> **Dataset entries**

BEGIN

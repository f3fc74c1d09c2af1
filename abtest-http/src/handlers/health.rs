use axum::{extract::State, Json};
use std::sync::Arc;

use super::AppState;

/// Health check endpoint
pub async fn health(State(state): State<Arc<AppState>>) -> Json<serde_json::Value> {
    Json(serde_json::json!({
        "status": "ok",
        "build_profile": if cfg!(debug_assertions) { "debug" } else { "release" },
        "uptime_secs": state.start_time.elapsed().as_secs(),
        "version": env!("CARGO_PKG_VERSION"),
    }))
}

END

> **WORK TASK**
Return the data in full, with each line kept exactly as it is.

> **SOLUTION FOR THIS TASK**
repository f3fc74c1d09c2af1
filename abtest-http/src/handlers/health.rs
use axum::{extract::State, Json};
use std::sync::Arc;

use super::AppState;

/// Health check endpoint
pub async fn health(State(state): State<Arc<AppState>>) -> Json<serde_json::Value> {
    Json(serde_json::json!({
        "status": "ok",
        "build_profile": if cfg!(debug_assertions) { "debug" } else { "release" },
        "uptime_secs": state.start_time.elapsed().as_secs(),
        "version": env!("CARGO_PKG_VERSION"),
    }))
}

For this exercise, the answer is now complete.